脚本查找{<some-text>}并尝试替换内容（以及删除括号）。

示例：

text.rtf

Here's a name with special char {Kotouč}

script.ts

import * as fs from "fs";

// Ingest the rtf file.
const content: string = fs.readFileSync("./text.rtf","utf8");
console.log("content::\n",content);

// The string we are looking to match in file text.
const plainText: string = "{Kotouč}";

// Look for all text that matches the patter `{TEXT_HERE}`.
const anyMatchPattern: RegExp = /{(.*?)}/gi;
const matches: string[] = content.match(anyMatchPattern) || [];
const matchesLen: number = matches.length;
for (let i: number = 0; i < matchesLen; i++) {

    // It correctly identifies the targeted text.
    const currMatch: string = matches[i];
    const isRtfMetadata: boolean = currMatch.endsWith(";}");
    if (isRtfMetadata) {
        continue;
    }

    // Here I need a way to escape `plainText` string so that it matches the source.
    console.log("currMatch::",currMatch);
    console.log("currMatch === plainText::",currMatch === plainText);
    if (currMatch === plainText) {
        const newContent: string = content.replace(currMatch,"IT_WORKS!");
        console.log("newContent:",newContent);
    }
}

输出

content::
 {\rtf1\ansi\ansicpg1252\cocoartf1671\cocoasubrtf600
{\fonttbl\f0\fswiss\fcharset0 Helvetica;}
{\colortbl;\red255\green255\blue255;}
{\*\expandedcolortbl;;}
\margl1440\margr1440\vieww10800\viewh8400\viewkind0
\pard\tx720\tx1440\tx2160\tx2880\tx3600\tx4320\tx5040\tx5760\tx6480\tx7200\tx7920\tx8640\pardirnatural\partightenfactor0

\f0\fs24 \cf0 Here's a name with special char \{Kotou\uc0\u269 \}.}

currMatch:: {Kotou\uc0\u269 \}

currMatch === plainText:: false

它看起来像是ANSI的转义符，我尝试使用jsesc，但是会生成一个不同的字符串{Kotou\u010D}，而不是文档生成的{Kotou\uc0\u269 \}。
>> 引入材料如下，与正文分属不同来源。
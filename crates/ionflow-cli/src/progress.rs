use indicatif::{ProgressBar, ProgressState, ProgressStyle};
use ionflow::engine::progress::{Progress, ProgressCallback};
use std::sync::{Arc, Mutex};
use std::time::Duration;
use tracing::warn;

const SPINNER_TICK_MS: u64 = 80;

/// Bridges pipeline progress events onto an indicatif bar: phases render as a
/// spinner, the path-task loop as a determinate bar that advances one tick
/// per path.
#[derive(Clone)]
pub struct CliProgressHandler {
    pb: Arc<Mutex<ProgressBar>>,
}

impl CliProgressHandler {
    pub fn new() -> Self {
        let pb = ProgressBar::new(0)
            .with_style(Self::spinner_style())
            .with_message("Initializing...");
        pb.set_draw_target(indicatif::ProgressDrawTarget::stderr());
        pb.disable_steady_tick();
        pb.finish_and_clear();

        Self {
            pb: Arc::new(Mutex::new(pb)),
        }
    }

    pub fn get_callback(&self) -> ProgressCallback<'static> {
        let pb_clone = self.pb.clone();

        Box::new(move |progress: Progress| {
            let Ok(pb_guard) = pb_clone.lock() else {
                warn!("Progress bar mutex was poisoned. Cannot update progress.");
                return;
            };

            match progress {
                Progress::PhaseStart { name } => {
                    pb_guard.reset();
                    pb_guard.set_length(0);
                    pb_guard.set_style(Self::spinner_style());
                    pb_guard.enable_steady_tick(Duration::from_millis(SPINNER_TICK_MS));
                    pb_guard.set_message(name.to_string());
                }
                Progress::PhaseFinish => {
                    pb_guard.disable_steady_tick();
                    pb_guard.finish_with_message("✓ Done");
                }
                Progress::PathStart { index, total, name } => {
                    if pb_guard.length() != Some(total as u64) {
                        pb_guard.disable_steady_tick();
                        pb_guard.reset();
                        pb_guard.set_length(total as u64);
                        pb_guard.set_style(Self::bar_style());
                    }
                    pb_guard.set_position((index - 1) as u64);
                    pb_guard.set_message(name);
                }
                Progress::StageSkip { stage } => {
                    if !pb_guard.is_finished() {
                        pb_guard.println(format!("  skipped: {}", stage));
                    }
                }
                Progress::Message(msg) => {
                    if !pb_guard.is_finished() {
                        pb_guard.println(format!("  {}", msg));
                    } else {
                        pb_guard.set_message(msg);
                    }
                }
            }
        })
    }

    fn spinner_style() -> ProgressStyle {
        ProgressStyle::with_template("{spinner:.green} {msg}")
            .expect("Failed to create spinner style template")
    }

    fn bar_style() -> ProgressStyle {
        ProgressStyle::with_template("{msg:<36} [{bar:40.cyan/blue}] {pos}/{len} ({eta})")
            .expect("Failed to create bar style template")
            .with_key(
                "eta",
                |state: &ProgressState, w: &mut dyn std::fmt::Write| {
                    write!(w, "{:.1}s", state.eta().as_secs_f64()).unwrap()
                },
            )
            .progress_chars("##-")
    }
}

impl Default for CliProgressHandler {
    fn default() -> Self {
        Self::new()
    }
}
pub mod checkpoint;
pub mod config;
pub mod endpoints;
pub mod error;
pub mod hops;
pub mod prefactor;
pub mod progress;
pub mod retry;
pub mod supercell;
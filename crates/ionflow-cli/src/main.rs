mod cli;
mod config;
mod error;
mod logging;
mod progress;
mod run;

use crate::cli::Cli;
use crate::error::Result;
use clap::Parser;
use tracing::{debug, error, info};

fn main() {
    if let Err(e) = run_app() {
        eprintln!("\n❌ Error: {}", e);
        std::process::exit(1);
    }
}

fn run_app() -> Result<()> {
    let cli = Cli::parse();
    logging::setup_logging(cli.verbose, cli.quiet, &cli.log_file)?;

    info!("🚀 ionflow v{} starting up.", env!("CARGO_PKG_VERSION"));
    debug!("Full CLI arguments parsed: {:?}", &cli);

    let result = run::run(cli);
    match &result {
        Ok(_) => {
            info!("✅ Pipeline pass completed.");
            println!("✅ Pipeline pass completed.");
        }
        Err(e) => {
            error!("❌ Pipeline failed: {}", e);
        }
    }
    result
}
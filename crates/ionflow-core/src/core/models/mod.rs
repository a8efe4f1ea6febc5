pub mod lattice;
pub mod structure;

pub use lattice::Lattice;
pub use structure::{CrystalStructure, Neighbor, Site};
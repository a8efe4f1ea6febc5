use clap::Parser;
use std::path::PathBuf;

const HELP_TEMPLATE: &str = "\
{before-help}{name} {version}
{about-with-newline}
{usage-heading} {usage}

{all-args}{after-help}
";

#[derive(Parser, Debug)]
#[command(
    version,
    about = "ionflow - finds symmetrically unique ion migration pathways in a crystal and estimates each barrier and kinetic prefactor via two-stage NEB.",
    help_template = HELP_TEMPLATE,
)]
pub struct Cli {
    /// Path to the input crystal structure in POSCAR format.
    /// Path task directories are created in the current directory.
    #[arg(value_name = "POSCAR")]
    pub input: PathBuf,

    /// Increase verbosity level (-v for INFO, -vv for DEBUG, -vvv for TRACE)
    #[arg(short, long, action = clap::ArgAction::Count)]
    pub verbose: u8,

    /// Suppress all log output except for errors
    #[arg(short, long, conflicts_with = "verbose")]
    pub quiet: bool,

    /// Write logs to a specified file in addition to the console output
    #[arg(long, value_name = "PATH")]
    pub log_file: Option<PathBuf>,
}

#[cfg(test)]
mod tests {
    use super::*;
    use clap::CommandFactory;

    #[test]
    fn cli_definition_is_consistent() {
        Cli::command().debug_assert();
    }

    #[test]
    fn only_the_input_is_required() {
        let cli = Cli::parse_from(["ionflow", "POSCAR"]);
        assert_eq!(cli.input, PathBuf::from("POSCAR"));
        assert!(!cli.quiet);
        assert_eq!(cli.verbose, 0);
        assert_eq!(cli.log_file, None);
    }

    #[test]
    fn ambient_flags_are_parsed() {
        let cli = Cli::parse_from(["ionflow", "cell.vasp", "-vv", "--log-file", "run.log"]);
        assert_eq!(cli.verbose, 2);
        assert_eq!(cli.log_file, Some(PathBuf::from("run.log")));
    }

    #[test]
    fn pipeline_settings_are_not_exposed_as_flags() {
        for args in [
            ["ionflow", "POSCAR", "-m", "Na"],
            ["ionflow", "POSCAR", "--species", "Na"],
            ["ionflow", "POSCAR", "--max-distance", "5.5"],
            ["ionflow", "POSCAR", "--num-images", "5"],
        ] {
            assert!(Cli::try_parse_from(args).is_err(), "{args:?} was accepted");
        }
    }
}
use crate::cli::Cli;
use crate::config;
use crate::error::{CliError, Result};
use crate::progress::CliProgressHandler;
use anyhow::anyhow;
use ionflow::core::io::poscar;
use ionflow::core::sim::Simulators;
use ionflow::core::sim::fingerprint::FingerprintSymmetry;
use ionflow::core::sim::fire::FireRelaxer;
use ionflow::core::sim::morse::MorsePotential;
use ionflow::core::sim::neb::NebOptimizer;
use ionflow::core::sim::vibrations::FiniteDiffVibrations;
use ionflow::engine::progress::ProgressReporter;
use ionflow::workflows::pipeline::{self, PipelineSummary};
use std::path::Path;
use tracing::info;

pub fn run(cli: Cli) -> Result<()> {
    let input = load_input(&cli)?;
    let config = config::build_pipeline_config()?;

    let relaxer = FireRelaxer::new(MorsePotential::default());
    let optimizer = NebOptimizer::new(MorsePotential::default());
    let vibrations = FiniteDiffVibrations::new(MorsePotential::default());
    let symmetry = FingerprintSymmetry::default();
    let sims = Simulators {
        relaxer: &relaxer,
        optimizer: &optimizer,
        vibrations: &vibrations,
        symmetry: &symmetry,
    };

    let handler = CliProgressHandler::new();
    let reporter = ProgressReporter::with_callback(handler.get_callback());

    let summary = pipeline::run(&input, &config, &sims, &reporter, Path::new("."))?;
    drop(reporter);

    print_summary(&summary);
    Ok(())
}

fn load_input(cli: &Cli) -> Result<ionflow::core::models::CrystalStructure> {
    if !cli.input.exists() {
        return Err(CliError::InputNotFound(cli.input.clone()));
    }

    let input = poscar::read_from_path(&cli.input).map_err(|e| CliError::FileParsing {
        path: cli.input.clone(),
        source: anyhow!(e),
    })?;
    info!(
        file = %cli.input.display(),
        formula = %input.formula(),
        "input structure loaded"
    );
    Ok(input)
}

fn print_summary(summary: &PipelineSummary) {
    println!();
    println!("Supercell: {}", summary.supercell_formula);
    println!(
        "Paths: {} unique, {} finished",
        summary.tasks.len(),
        summary.num_finished()
    );
    for task in &summary.tasks {
        let dir = task
            .directory
            .file_name()
            .map(|n| n.to_string_lossy().into_owned())
            .unwrap_or_else(|| task.directory.display().to_string());
        match &task.status {
            Some(status) => {
                let barrier = status
                    .neb_barrier_ev
                    .map(|b| format!("{b:.4} eV"))
                    .unwrap_or_else(|| "pending".to_string());
                let prefactor = status
                    .prefactor_thz
                    .map(|p| format!("{p:.4} THz"))
                    .unwrap_or_else(|| "pending".to_string());
                println!("  {dir}: barrier {barrier}, prefactor {prefactor}");
            }
            None => println!("  {dir}: failed (see log)"),
        }
    }
}
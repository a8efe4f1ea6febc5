//! The top-level migration-barrier pipeline.
//!
//! One invocation prepares the relaxed pristine supercell, enumerates the
//! symmetrically unique hops in it, and drives every hop's path task one pass
//! forward. Discovery failures (no migrating sites, no hops in range) abort
//! the run with a typed error; a failure inside one path task is logged and
//! recorded, and the loop moves on to the next task.

use crate::core::io::poscar;
use crate::core::models::structure::CrystalStructure;
use crate::core::sim::{RelaxMode, Simulators};
use crate::engine::checkpoint::TaskStatus;
use crate::engine::config::PipelineConfig;
use crate::engine::error::EngineError;
use crate::engine::hops::{self, HopCandidate};
use crate::engine::progress::{Progress, ProgressReporter};
use crate::engine::supercell;
use crate::workflows::path;
use std::path::{Path, PathBuf};
use tracing::{error, info, instrument, warn};

pub const PRISTINE_SUPERCELL_FILENAME: &str = "POSCAR_supercell_pristine";

/// Outcome of one pass over a single path task.
#[derive(Debug, Clone)]
pub struct TaskReport {
    pub hop: HopCandidate,
    pub directory: PathBuf,
    /// The task's checkpoint record after this pass, or `None` when the task
    /// failed before its record could be read back.
    pub status: Option<TaskStatus>,
}

/// What one pipeline pass touched, in task order.
#[derive(Debug, Clone)]
pub struct PipelineSummary {
    pub supercell_formula: String,
    pub tasks: Vec<TaskReport>,
}

impl PipelineSummary {
    /// Tasks whose barrier and prefactor are both on record.
    pub fn num_finished(&self) -> usize {
        self.tasks
            .iter()
            .filter(|t| {
                t.status
                    .as_ref()
                    .is_some_and(|s| s.neb_analysis_complete && s.prefactor_complete)
            })
            .count()
    }
}

/// Runs one full pipeline pass rooted at `work_root`.
///
/// Re-running with the same input and root resumes: the relaxed pristine
/// supercell is reused from disk when present, and each path task picks up
/// at its persisted stage.
#[instrument(skip_all, name = "migration_pipeline")]
pub fn run(
    input: &CrystalStructure,
    config: &PipelineConfig,
    sims: &Simulators,
    reporter: &ProgressReporter,
    work_root: &Path,
) -> Result<PipelineSummary, EngineError> {
    std::fs::create_dir_all(work_root)?;

    reporter.report(Progress::PhaseStart { name: "Preparation" });
    let pristine = prepare_pristine_supercell(input, config, sims, work_root)?;
    reporter.report(Progress::PhaseFinish);

    reporter.report(Progress::PhaseStart { name: "Discovery" });
    let hop_list = hops::find_unique_hops(&pristine, sims.symmetry, config)?;
    if hop_list.is_empty() {
        return Err(EngineError::NoMigrationPaths {
            max_distance: config.max_hop_distance,
        });
    }
    info!(paths = hop_list.len(), "unique migration paths identified");
    reporter.report(Progress::PhaseFinish);

    reporter.report(Progress::PhaseStart { name: "Path tasks" });
    let total = hop_list.len();
    let mut tasks = Vec::with_capacity(total);
    for (i, hop) in hop_list.into_iter().enumerate() {
        let index = i + 1;
        let name = path::directory_name(&pristine, &hop, index);
        reporter.report(Progress::PathStart {
            index,
            total,
            name: name.clone(),
        });
        let status = match path::process_path(
            &pristine, &hop, index, config, sims, reporter, work_root,
        ) {
            Ok(status) => Some(status),
            Err(err) => {
                error!(path = %name, %err, "path task failed; continuing with the next path");
                None
            }
        };
        tasks.push(TaskReport {
            hop,
            directory: work_root.join(name),
            status,
        });
    }
    reporter.report(Progress::PhaseFinish);

    Ok(PipelineSummary {
        supercell_formula: pristine.formula(),
        tasks,
    })
}

/// Builds (or reloads) the relaxed pristine supercell all path tasks share.
///
/// First pass: relax the input cell with variable cell vectors, expand it to
/// the configured supercell, relax the supercell at fixed cell, and persist
/// the result. Later passes reload the persisted file so every task keeps
/// seeing the same reference structure. Relaxer errors here are fatal, since
/// nothing downstream can run without the pristine structure; mere
/// non-convergence is logged and the best structure reached is used.
fn prepare_pristine_supercell(
    input: &CrystalStructure,
    config: &PipelineConfig,
    sims: &Simulators,
    work_root: &Path,
) -> Result<CrystalStructure, EngineError> {
    let pristine_path = work_root.join(PRISTINE_SUPERCELL_FILENAME);
    if pristine_path.exists() {
        info!(file = PRISTINE_SUPERCELL_FILENAME, "reusing relaxed pristine supercell");
        return Ok(poscar::read_from_path(&pristine_path)?);
    }

    info!("relaxing input bulk cell");
    let bulk = sims.relaxer.relax(
        input,
        RelaxMode::Bulk,
        config.relax_max_steps,
        config.relax_fmax,
    )?;
    if !bulk.converged {
        warn!("bulk relaxation did not converge; continuing with best structure");
    }

    let supercell = supercell::build_supercell(&bulk.structure, &config.supercell);

    info!("relaxing pristine supercell at fixed cell");
    let relaxed = sims.relaxer.relax(
        &supercell,
        RelaxMode::FixedCell,
        config.relax_max_steps,
        config.relax_fmax,
    )?;
    if !relaxed.converged {
        warn!("supercell relaxation did not converge; continuing with best structure");
    }

    poscar::write_to_path(&pristine_path, &relaxed.structure)?;
    info!(
        file = PRISTINE_SUPERCELL_FILENAME,
        formula = %relaxed.structure.formula(),
        "pristine supercell persisted"
    );
    Ok(relaxed.structure)
}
如何动态地对plainText字符串变量进行转义，使其与文档中的内容匹配？

我需要的是加深我对rtf格式以及常规文本编码的了解。

从文件中读取的原始RTF文本为我们提供了一些提示：

{\rtf1\ansi\ansicpg1252\cocoartf1671\cocoasubrtf600...

rtf文件元数据的这一部分告诉我们一些事情。

它使用的是RTF文件格式版本1。编码为ANSI，特别是cpg1252，也称为Windows-1252或CP-1252，即：

...拉丁字母的单字节字符编码

（source）

有价值的信息是，我们知道它使用的是拉丁字母，稍后将使用。

在知道使用的特定RTF版本时，我偶然发现了RTF 1.5 Spec

在该规范中快速搜索我正在寻找的一个转义序列，发现它是RTF特定的转义控制序列，即\uc0。因此，知道\u269之后我便可以解析出我的真实想法。现在，我知道它是unicode，并且很有预感\u269代表unicode character code 269。所以我抬头...

\u269（字符代码269）shows up on this page to confirm。现在我知道了字符集以及获取等效的纯文本（未转义）所需做的工作，并且有一个基本的SO post I used here可以启动该功能。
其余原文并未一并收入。